Un hospital en expansión autonomista y servicios que necesitaban nutrirse de ambiciosos cachorros con ganas de echarse el tercer nivel a sus espaldas. Sangre nueva revitalizadora y dinero a raudales que transformaba residentes en adjuntos a ritmo de pucheros de jefes de servicio a oídos de políticos de relumbrón
Otros iban preparando el hatillo, seguros de que que en la capital encontrarían el cariño que les negaba la hija pequeña con afanes separatistas. Al fin y al cabo, muchos se habían sentido extraños entre los dejes gramaticales incomprensibles, la frialdad de una ciudad a la que le costaba transpirar bajo sus piedras vetustas y el aburrimiento crónico del provincianismo.

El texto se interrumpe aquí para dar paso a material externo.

//! Artifact store
//!
//! Runnable artifacts addressable by name. The local implementation serves
//! files from a single directory; names are plain file names and never
//! paths.

use async_trait::async_trait;
use std::io;
use std::path::{Path, PathBuf};
use thiserror::Error;
use tokio::io::AsyncRead;

/// Byte stream of an artifact's content
pub type ArtifactStream = Box<dyn AsyncRead + Send + Unpin>;

/// Errors raised by artifact stores
#[derive(Debug, Error)]
pub enum ArtifactError {
    #[error("artifact not found: {0}")]
    NotFound(String),

    #[error("invalid artifact name: {0:?}")]
    InvalidName(String),

    #[error("artifact store I/O error: {0}")]
    Io(#[from] io::Error),
}

#[async_trait]
pub trait ArtifactStore: Send + Sync {
    /// Names of the available artifacts, sorted
    async fn list(&self) -> Result<Vec<String>, ArtifactError>;

    /// Opens an artifact for reading
    async fn fetch(&self, name: &str) -> Result<ArtifactStream, ArtifactError>;

    async fn exists(&self, name: &str) -> Result<bool, ArtifactError>;
}

/// Artifact store over a local directory
#[derive(Debug, Clone)]
pub struct LocalArtifactStore {
    root: PathBuf,
    /// Extension `list` filters on, without the dot
    extension: Option<String>,
}

impl LocalArtifactStore {
    /// Store listing `.jar` files under `root`
    pub fn new(root: impl Into<PathBuf>) -> Self {
        Self {
            root: root.into(),
            extension: Some("jar".to_string()),
        }
    }

    /// Changes the listed extension; `None` lists every file
    pub fn with_extension(mut self, extension: Option<String>) -> Self {
        self.extension = extension.filter(|e| !e.is_empty());
        self
    }

    pub fn root(&self) -> &Path {
        &self.root
    }

    fn resolve(&self, name: &str) -> Result<PathBuf, ArtifactError> {
        let invalid = name.is_empty()
            || name == "."
            || name == ".."
            || name.contains('/')
            || name.contains('\\')
            || name.contains('\0');
        if invalid {
            return Err(ArtifactError::InvalidName(name.to_string()));
        }
        Ok(self.root.join(name))
    }

    fn is_listed(&self, path: &Path) -> bool {
        match &self.extension {
            Some(ext) => path
                .extension()
                .and_then(|e| e.to_str())
                .is_some_and(|e| e.eq_ignore_ascii_case(ext)),
            None => true,
        }
    }
}

#[async_trait]
impl ArtifactStore for LocalArtifactStore {
    async fn list(&self) -> Result<Vec<String>, ArtifactError> {
        let mut entries = match tokio::fs::read_dir(&self.root).await {
            Ok(entries) => entries,
            Err(e) if e.kind() == io::ErrorKind::NotFound => return Ok(Vec::new()),
            Err(e) => return Err(e.into()),
        };

        let mut names = Vec::new();
        while let Some(entry) = entries.next_entry().await? {
            if !entry.file_type().await?.is_file() {
                continue;
            }
            let path = entry.path();
            if !self.is_listed(&path) {
                continue;
            }
            if let Some(name) = path.file_name().and_then(|n| n.to_str()) {
                names.push(name.to_string());
            }
        }

        names.sort();
        Ok(names)
    }

    async fn fetch(&self, name: &str) -> Result<ArtifactStream, ArtifactError> {
        let path = self.resolve(name)?;
        match tokio::fs::File::open(&path).await {
            Ok(file) => Ok(Box::new(file)),
            Err(e) if e.kind() == io::ErrorKind::NotFound => {
                Err(ArtifactError::NotFound(name.to_string()))
            }
            Err(e) => Err(e.into()),
        }
    }

    async fn exists(&self, name: &str) -> Result<bool, ArtifactError> {
        let path = self.resolve(name)?;
        match tokio::fs::metadata(&path).await {
            Ok(meta) => Ok(meta.is_file()),
            Err(e) if e.kind() == io::ErrorKind::NotFound => Ok(false),
            Err(e) => Err(e.into()),
        }
    }
}

#[cfg(test)]
mod tests {
    use super::*;
    use tokio::io::AsyncReadExt;

    #[tokio::test]
    async fn test_list_filters_extension() {
        let dir = tempfile::tempdir().unwrap();
        std::fs::write(dir.path().join("b.jar"), b"b").unwrap();
        std::fs::write(dir.path().join("a.JAR"), b"a").unwrap();
        std::fs::write(dir.path().join("notes.txt"), b"n").unwrap();
        std::fs::create_dir(dir.path().join("nested.jar")).unwrap();

        let store = LocalArtifactStore::new(dir.path());
        assert_eq!(store.list().await.unwrap(), vec!["a.JAR", "b.jar"]);

        let all = store.clone().with_extension(None);
        assert_eq!(all.list().await.unwrap(), vec!["a.JAR", "b.jar", "notes.txt"]);
    }

    #[tokio::test]
    async fn test_missing_root_lists_nothing() {
        let dir = tempfile::tempdir().unwrap();
        let store = LocalArtifactStore::new(dir.path().join("absent"));
        assert!(store.list().await.unwrap().is_empty());
    }

    #[tokio::test]
    async fn test_fetch_reads_content() {
        let dir = tempfile::tempdir().unwrap();
        std::fs::write(dir.path().join("job.jar"), b"payload").unwrap();
        let store = LocalArtifactStore::new(dir.path());

        let mut stream = store.fetch("job.jar").await.unwrap();
        let mut content = Vec::new();
        stream.read_to_end(&mut content).await.unwrap();
        assert_eq!(content, b"payload");

        assert!(store.exists("job.jar").await.unwrap());
        assert!(!store.exists("other.jar").await.unwrap());
        assert!(matches!(
            store.fetch("other.jar").await,
            Err(ArtifactError::NotFound(_))
        ));
    }

    #[tokio::test]
    async fn test_path_like_names_are_rejected() {
        let dir = tempfile::tempdir().unwrap();
        let store = LocalArtifactStore::new(dir.path());

        for name in ["", "..", "../etc/passwd", "a/b.jar", "a\\b.jar"] {
            assert!(
                matches!(store.exists(name).await, Err(ArtifactError::InvalidName(_))),
                "{name:?} should be rejected"
            );
        }
    }
}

Así que preparar las maletas y sacudirse el polvo de los zuecos fue, en muchos casos, hasta una terapia saludable para ellos, ansiosos como estaban de dejarse caer por el hueco del árbol y ser recibidos por el señor conejo en el paraíso de los mil y un hospitales.
Los había incapaces de superar la morriña, del norte, sur, este u oeste. Los que habían ido tachando en el calendario de la cocina con rotulador Edim y enormes cruces negras cada uno de los días que les faltaban para volver a sus lluvias eternas, o a sus chiquitos, o a su Mediterráneo, o a su pescado frito y su cerveza helada. Estos eran Papas besando la tierra de sus mayores al regresar, seres felices con que les dijeran buenos días con todo su acento, que pensaban que sus compadres no permitirían que les ocurriera nada malo, que era solo una cuestión de tiempo, que el mundo necesita recolocar sus piezas para que fluya la energía en el sentido correcto. Marchaban con una sonrisa enorme en sus caras, como aquellos jóvenes que iban ilusionados a los campos de batalla al estallar la Primera Guerra Mundial, con sueños de gloria y eternidad.

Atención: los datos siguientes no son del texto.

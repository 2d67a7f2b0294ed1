//! Job Repository
//!
//! Handles all database operations related to jobs. Saves are conditional
//! on the `version` column.

use async_trait::async_trait;
use cadence_core::domain::job::{Job, JobStatus, NotificationDeliveryStatus};
use cadence_core::store::{JobStore, StoreError};
use chrono::{DateTime, Utc};
use sqlx::PgPool;
use uuid::Uuid;

const JOB_COLUMNS: &str = r#"
    id, name, description, artifact, job_type, status, previous_status,
    recurrence, scheduled_at, next_run_at, last_run_at, created_at, updated_at,
    priority, execution_count, max_executions, arguments, output, error,
    notification_delivery_status, last_notification_at, dispatch_id, version
"#;

/// Postgres backed job store
#[derive(Clone)]
pub struct PgJobStore {
    pool: PgPool,
}

impl PgJobStore {
    pub fn new(pool: PgPool) -> Self {
        Self { pool }
    }
}

#[async_trait]
impl JobStore for PgJobStore {
    async fn insert(&self, job: Job) -> Result<Job, StoreError> {
        sqlx::query(
            r#"
            INSERT INTO jobs (
                id, name, description, artifact, job_type, status, previous_status,
                recurrence, scheduled_at, next_run_at, last_run_at, created_at, updated_at,
                priority, execution_count, max_executions, arguments, output, error,
                notification_delivery_status, last_notification_at, dispatch_id, version
            )
            VALUES ($1, $2, $3, $4, $5, $6, $7, $8, $9, $10, $11, $12, $13, $14, $15,
                    $16, $17, $18, $19, $20, $21, $22, $23)
            "#,
        )
        .bind(job.id)
        .bind(&job.name)
        .bind(&job.description)
        .bind(&job.artifact)
        .bind(job.job_type.to_string())
        .bind(job.status.as_str())
        .bind(job.previous_status.map(JobStatus::as_str))
        .bind(job.recurrence.to_string())
        .bind(job.scheduled_at)
        .bind(job.next_run_at)
        .bind(job.last_run_at)
        .bind(job.created_at)
        .bind(job.updated_at)
        .bind(job.priority)
        .bind(i64::from(job.execution_count))
        .bind(i64::from(job.max_executions))
        .bind(arguments_to_json(&job.arguments))
        .bind(&job.output)
        .bind(&job.error)
        .bind(job.notification_delivery_status.map(NotificationDeliveryStatus::as_str))
        .bind(job.last_notification_at)
        .bind(job.dispatch_id)
        .bind(job.version)
        .execute(&self.pool)
        .await
        .map_err(StoreError::backend)?;

        Ok(job)
    }

    async fn get(&self, id: Uuid) -> Result<Option<Job>, StoreError> {
        let row = sqlx::query_as::<_, JobRow>(&format!(
            "SELECT {JOB_COLUMNS} FROM jobs WHERE id = $1"
        ))
        .bind(id)
        .fetch_optional(&self.pool)
        .await
        .map_err(StoreError::backend)?;

        row.map(Job::try_from).transpose()
    }

    async fn save(&self, job: Job) -> Result<Job, StoreError> {
        let result = sqlx::query(
            r#"
            UPDATE jobs
            SET name = $2, description = $3, artifact = $4, job_type = $5, status = $6,
                previous_status = $7, recurrence = $8, scheduled_at = $9, next_run_at = $10,
                last_run_at = $11, updated_at = $12, priority = $13, execution_count = $14,
                max_executions = $15, arguments = $16, output = $17, error = $18,
                notification_delivery_status = $19, last_notification_at = $20,
                dispatch_id = $21, version = version + 1
            WHERE id = $1 AND version = $22
            "#,
        )
        .bind(job.id)
        .bind(&job.name)
        .bind(&job.description)
        .bind(&job.artifact)
        .bind(job.job_type.to_string())
        .bind(job.status.as_str())
        .bind(job.previous_status.map(JobStatus::as_str))
        .bind(job.recurrence.to_string())
        .bind(job.scheduled_at)
        .bind(job.next_run_at)
        .bind(job.last_run_at)
        .bind(job.updated_at)
        .bind(job.priority)
        .bind(i64::from(job.execution_count))
        .bind(i64::from(job.max_executions))
        .bind(arguments_to_json(&job.arguments))
        .bind(&job.output)
        .bind(&job.error)
        .bind(job.notification_delivery_status.map(NotificationDeliveryStatus::as_str))
        .bind(job.last_notification_at)
        .bind(job.dispatch_id)
        .bind(job.version)
        .execute(&self.pool)
        .await
        .map_err(StoreError::backend)?;

        if result.rows_affected() == 0 {
            let exists: Option<i64> = sqlx::query_scalar("SELECT version FROM jobs WHERE id = $1")
                .bind(job.id)
                .fetch_optional(&self.pool)
                .await
                .map_err(StoreError::backend)?;

            return Err(match exists {
                Some(_) => StoreError::VersionConflict {
                    job_id: job.id,
                    expected: job.version,
                },
                None => StoreError::NotFound(job.id),
            });
        }

        Ok(Job {
            version: job.version + 1,
            ..job
        })
    }

    async fn find_due(
        &self,
        now: DateTime<Utc>,
        status: JobStatus,
    ) -> Result<Vec<Job>, StoreError> {
        let rows = sqlx::query_as::<_, JobRow>(&format!(
            r#"
            SELECT {JOB_COLUMNS}
            FROM jobs
            WHERE status = $1 AND next_run_at <= $2
            ORDER BY priority DESC, seq ASC
            "#
        ))
        .bind(status.as_str())
        .bind(now)
        .fetch_all(&self.pool)
        .await
        .map_err(StoreError::backend)?;

        rows.into_iter().map(Job::try_from).collect()
    }

    async fn delete(&self, id: Uuid) -> Result<bool, StoreError> {
        let result = sqlx::query("DELETE FROM jobs WHERE id = $1")
            .bind(id)
            .execute(&self.pool)
            .await
            .map_err(StoreError::backend)?;

        Ok(result.rows_affected() > 0)
    }

    async fn delete_version(&self, id: Uuid, version: i64) -> Result<bool, StoreError> {
        let result = sqlx::query("DELETE FROM jobs WHERE id = $1 AND version = $2")
            .bind(id)
            .bind(version)
            .execute(&self.pool)
            .await
            .map_err(StoreError::backend)?;

        Ok(result.rows_affected() > 0)
    }

    async fn find_by_created_before(
        &self,
        cutoff: DateTime<Utc>,
        statuses: &[JobStatus],
    ) -> Result<Vec<Job>, StoreError> {
        let statuses: Vec<&str> = statuses.iter().map(|s| s.as_str()).collect();

        let rows = sqlx::query_as::<_, JobRow>(&format!(
            r#"
            SELECT {JOB_COLUMNS}
            FROM jobs
            WHERE created_at < $1 AND status = ANY($2)
            ORDER BY created_at ASC
            "#
        ))
        .bind(cutoff)
        .bind(statuses)
        .fetch_all(&self.pool)
        .await
        .map_err(StoreError::backend)?;

        rows.into_iter().map(Job::try_from).collect()
    }

    async fn list(&self) -> Result<Vec<Job>, StoreError> {
        let rows = sqlx::query_as::<_, JobRow>(&format!(
            "SELECT {JOB_COLUMNS} FROM jobs ORDER BY seq DESC"
        ))
        .fetch_all(&self.pool)
        .await
        .map_err(StoreError::backend)?;

        rows.into_iter().map(Job::try_from).collect()
    }

    async fn count_by_status(&self, status: JobStatus) -> Result<u64, StoreError> {
        let count: i64 = sqlx::query_scalar("SELECT COUNT(*) FROM jobs WHERE status = $1")
            .bind(status.as_str())
            .fetch_one(&self.pool)
            .await
            .map_err(StoreError::backend)?;

        Ok(count.max(0) as u64)
    }
}

fn arguments_to_json(arguments: &[String]) -> serde_json::Value {
    serde_json::Value::from(arguments.to_vec())
}

// =============================================================================
// Database Row Types
// =============================================================================

#[derive(sqlx::FromRow)]
struct JobRow {
    id: Uuid,
    name: String,
    description: Option<String>,
    artifact: String,
    job_type: String,
    status: String,
    previous_status: Option<String>,
    recurrence: String,
    scheduled_at: Option<DateTime<Utc>>,
    next_run_at: Option<DateTime<Utc>>,
    last_run_at: Option<DateTime<Utc>>,
    created_at: DateTime<Utc>,
    updated_at: DateTime<Utc>,
    priority: i32,
    execution_count: i64,
    max_executions: i64,
    arguments: serde_json::Value,
    output: Option<String>,
    error: Option<String>,
    notification_delivery_status: Option<String>,
    last_notification_at: Option<DateTime<Utc>>,
    dispatch_id: Option<Uuid>,
    version: i64,
}

impl TryFrom<JobRow> for Job {
    type Error = StoreError;

    fn try_from(row: JobRow) -> Result<Self, Self::Error> {
        let previous_status = row
            .previous_status
            .as_deref()
            .map(str::parse::<JobStatus>)
            .transpose()
            .map_err(StoreError::Backend)?;

        let notification_delivery_status = row
            .notification_delivery_status
            .as_deref()
            .map(str::parse::<NotificationDeliveryStatus>)
            .transpose()
            .map_err(StoreError::Backend)?;

        let arguments = serde_json::from_value(row.arguments).map_err(StoreError::backend)?;

        Ok(Job {
            id: row.id,
            name: row.name,
            description: row.description,
            artifact: row.artifact,
            job_type: row.job_type.parse().map_err(StoreError::Backend)?,
            status: row.status.parse().map_err(StoreError::Backend)?,
            previous_status,
            recurrence: row.recurrence.parse().map_err(StoreError::Backend)?,
            scheduled_at: row.scheduled_at,
            next_run_at: row.next_run_at,
            last_run_at: row.last_run_at,
            created_at: row.created_at,
            updated_at: row.updated_at,
            priority: row.priority,
            execution_count: u32::try_from(row.execution_count).map_err(StoreError::backend)?,
            max_executions: u32::try_from(row.max_executions).map_err(StoreError::backend)?,
            arguments,
            output: row.output,
            error: row.error,
            notification_delivery_status,
            last_notification_at: row.last_notification_at,
            dispatch_id: row.dispatch_id,
            version: row.version,
        })
    }
}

Y por último, estábamos los parias. Esa casta que era puesta de patitas en la calle con un papel bajo el brazo envolviendo un bocata de chorizo y unos teléfonos apuntados para pelear por unas sustituciones. Eran tiempos en los que las bolsas de trabajo eran del grosor de una guía de teléfonos (de las que existían entonces) y donde una llamada a un conocido podía servirte para trabajar esos tres días del puente que te arreglaban el mes. Eran tiempos de peregrinajes por los Centros de Salud, donde se anotaba tu nombre y tu numero en una agenda de tapas de cuero que guardaba la administrativa en un cajón, en la s de sustitutos, el último de una lista de nombres en rojo, negro y azul. Eran tiempos de palabras gruesas y miradas asesinas si pisabas el terreno de quien llevaba años ganándose las habichuelas en veranos, Semanas Santas y fiestas de guardar.
Los de esa casta nos quitábamos la zozobra a base de kilómetros y de horas de festivos echadas en lugares a los que teníamos que llegar con la Guía Campsa, nuestro Google Maps cutre del pleistoceno. Eso los que decidíamos resistir. Los que no decidieron echarse en brazos de los apuntes de Asturias y regresar a las facultades de Medicina a contestar otras doscientas preguntas para revertir un rumbo que, o se les había quedado corto, o simplemente les había abandonado.
Han pasado veinte años como veinte soles, veinte años capaces de recolocar las piezas de su puzzle al ritmo que se le ha antojado. Y ahora, cuando miro a los ojos de todos esos jóvenes residentes que ven acercarse su quince de mayo, sigo viendo en ellos la misma desesperante, agobiante y absurdamente ilusionante zozobra.